"Après deux ans, on nous dit 'merci, au revoir'" : plus de 2 000 médecins étrangers risquent d'être licenciés faute de renouvellement de leur contrat
C'est une épée de Damoclès au-dessus de leur tête. Depuis le 1er janvier dernier, selon les syndicats, 2 000 à 3 000 médecins étrangers qui exercent dans des établissements français risquent d'être licenciés de leur poste faute de renouvellement de leur contrat. Ils ont été recrutés lors de l'état d'urgence sanitaire et assurent une offre de soin depuis ces dernières années dans des conditions précaires.
Sans leur présence, ce sont des services entiers dans certains établissements qui ne pourraient pas fonctionner. Une pétition signée par plus de 19 000 personnes demande leur réintégration. Une intersyndicale appelle à une manifestation jeudi 18 janvier devant le ministère de la Santé, après avoir déposé un préavis de grève mercredi.
On appelle ces médecins les "Padhue", l'acronyme pour "Praticiens à diplôme hors Union européenne". Ces médecins, selon plusieurs syndicats hospitaliers, représentent un quart des praticiens exerçant aujourd'hui à l'hôpital. Ils n'ont pas le statut de titulaires et ont un salaire inférieur. Depuis un an, pour continuer d'exercer et obtenir le statut de "praticien associé", mieux rémunéré, ces médecins étrangers doivent passer un concours appelé "EVC" pour "épreuves de vérification des connaissances".

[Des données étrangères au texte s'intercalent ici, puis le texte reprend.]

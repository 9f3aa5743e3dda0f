//! Simple moving average transformer.

/// The SmaTransformer builder and per-record averaging.
pub mod sma_transformer;
/// Stream, stateful and target trait implementations for SmaTransformer.
pub mod transformer;

pub use sma_transformer::*;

Mais beaucoup ont échoué à ce concours et se sont retrouvés sans contrat en décembre. C'est le cas de Sarah, qui exerce comme oncologue en Picardie. La trentenaire est arrivée en France en 2019 depuis le Maroc. "Qui dit fin de contrat dit pas droit au titre de séjour avec un risque d'OQTF [Obligation de quitter le territoire], explique-t-elle. C'est une situation précaire, on ne prend pas en compte nos stages, ni nos pratiques, ni le temps passé à l'hôpital et ce qu'on a donné à l'hôpital et après deux ans, on nous dit 'merci, au revoir'," regrette Sarah.
Kader exerce, lui, comme diabétologue en région parisienne. Il s'est formé dans sa spécialité. Son contrat se termine jeudi. Il n'a pas non plus réussi le concours, faute de temps pour le réviser. Il travaille entre 50 et 70 heures par semaine pour un peu plus de 2 000 euros par mois. "En travaillant 60 à 70 heures par semaine, c'est impossible de préparer le concours, justifie-t-il, il faut le revoir pour les générations à venir et il faut complètement l'abandonner pour les gens qui sont sur le terrain", réclame Kader. Contrat ou pas, le médecin va continuer d'exercer, dit-il, pour ne pas abandonner son collègue dans la même situation que lui. Le service repose sur eux.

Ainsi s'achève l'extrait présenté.